The address is in a residential part of Fayetteville near Bingham Drive, and neighbors told local television stations the killing stunned people who had lived in the area for years. The case also reached beyond the neighborhood because school officials confirmed Tracy was a student at Jack Britt High School. A Cumberland County Schools spokesperson said he was also on the school’s wrestling team. That detail quickly became part of local coverage because classmates and students who rode the bus with him told reporters they were shocked by the allegation. Friends of Svaldi described her in markedly different terms than the violence of her death. Some said she lived with warmth and acceptance and was devoted to her family and friends. Their comments did not answer the central question investigators have not yet explained: what happened inside the home before the stabbing. For now, the public record in the case remains strongest on the timeline after the attack, when Tracy allegedly told relatives what he had done and officers arrived to secure the house.

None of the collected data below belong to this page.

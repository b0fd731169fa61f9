use sea_orm::entity::prelude::*;

#[derive(Clone, Debug, PartialEq, DeriveEntityModel)]
#[sea_orm(table_name = "user")]
pub struct Model {
    #[sea_orm(primary_key)]
    pub id: i32,
    pub name: String,
    #[sea_orm(unique)]
    pub email: String,
    pub avatar_url: Option<String>,
    /// Count of notifications the user has not yet seen.
    pub new_notification_count: i32,
    pub created_at: DateTimeUtc,
}

#[derive(Copy, Clone, Debug, EnumIter, DeriveRelation)]
pub enum Relation {
    #[sea_orm(has_many = "super::comment::Entity")]
    Comment,
    #[sea_orm(has_many = "super::post::Entity")]
    Post,
    #[sea_orm(has_many = "super::follower::Entity")]
    Follower,
}

impl Related<super::comment::Entity> for Entity {
    fn to() -> RelationDef {
        Relation::Comment.def()
    }
}

impl Related<super::post::Entity> for Entity {
    fn to() -> RelationDef {
        Relation::Post.def()
    }
}

impl Related<super::follower::Entity> for Entity {
    fn to() -> RelationDef {
        Relation::Follower.def()
    }
}

impl ActiveModelBehavior for ActiveModel {}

North Carolina law allows some 16- and 17-year-olds to be charged as adults in serious felony cases, and Fayetteville police said Tracy was prosecuted that way because of his age and the nature of the charge. He made an initial court appearance in the days after the arrest and remained in custody without bond. Early reporting on the case said a later hearing was scheduled for March 3. Public police statements have remained brief, describing the killing as an isolated domestic incident and saying there was no continuing threat to the public. That limited official description is common in the early stage of a homicide case, when prosecutors and detectives are still sorting through physical evidence, witness statements, autopsy findings and any digital or written records collected from the home. The first-degree murder charge means prosecutors are treating the killing as one of the most serious criminal accusations under state law. Whether they present more detail in open court will likely depend on the pace of the investigation and future hearings.
Residents who spoke publicly did so with a mix of disbelief and grief. Neighbor Diana Konitzer told ABC11, “Can you imagine … to kill your mom. That’s very sad,” as she described the case as unlike anything she had seen in decades in the area. Another woman identified only as Kirsten said she felt “devastated” after learning that the victim was her friend. She said she hurt for Svaldi, for the family and for Tracy as the case moved into court. Those comments added a human frame to a case otherwise defined by stark police facts: a call to relatives, a second call to 911, a dead woman in the garage, a teenage suspect at the scene, and a note that investigators say may explain the killing but that has not been released. In the weeks since the arrest, no public statement from police has expanded on motive, and no new charging information has been widely reported beyond the original first-degree murder count.
As of March 15, 2026, Tracy remained publicly identified as the sole person charged in Svaldi’s death, and the case was still centered on the homicide investigation and court process in Cumberland County. The next major milestone is the next court action in the murder case, where prosecutors may begin to outline more of the evidence against him.
Author note: Last updated March 15, 2026.